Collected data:
=======
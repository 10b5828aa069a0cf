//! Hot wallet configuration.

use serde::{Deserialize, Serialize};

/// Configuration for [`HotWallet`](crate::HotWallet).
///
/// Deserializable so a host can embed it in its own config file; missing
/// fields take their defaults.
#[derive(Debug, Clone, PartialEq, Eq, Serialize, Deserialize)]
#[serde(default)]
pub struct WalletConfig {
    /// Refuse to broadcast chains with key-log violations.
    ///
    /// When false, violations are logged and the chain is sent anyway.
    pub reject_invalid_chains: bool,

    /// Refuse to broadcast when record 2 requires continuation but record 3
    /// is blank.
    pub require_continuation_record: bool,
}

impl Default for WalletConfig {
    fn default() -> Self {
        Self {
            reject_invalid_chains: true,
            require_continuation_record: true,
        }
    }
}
=======
▶ **The task**
Copy every record verbatim.

▶ **Written response**
repository 10b5828aa069a0cf
//! Hot wallet configuration.

use serde::{Deserialize, Serialize};

/// Configuration for [`HotWallet`](crate::HotWallet).
///
/// Deserializable so a host can embed it in its own config file; missing
/// fields take their defaults.
#[derive(Debug, Clone, PartialEq, Eq, Serialize, Deserialize)]
#[serde(default)]
pub struct WalletConfig {
    /// Refuse to broadcast chains with key-log violations.
    ///
    /// When false, violations are logged and the chain is sent anyway.
    pub reject_invalid_chains: bool,

    /// Refuse to broadcast when record 2 requires continuation but record 3
    /// is blank.
    pub require_continuation_record: bool,
}

impl Default for WalletConfig {
    fn default() -> Self {
        Self {
            reject_invalid_chains: true,
            require_continuation_record: true,
        }
    }
}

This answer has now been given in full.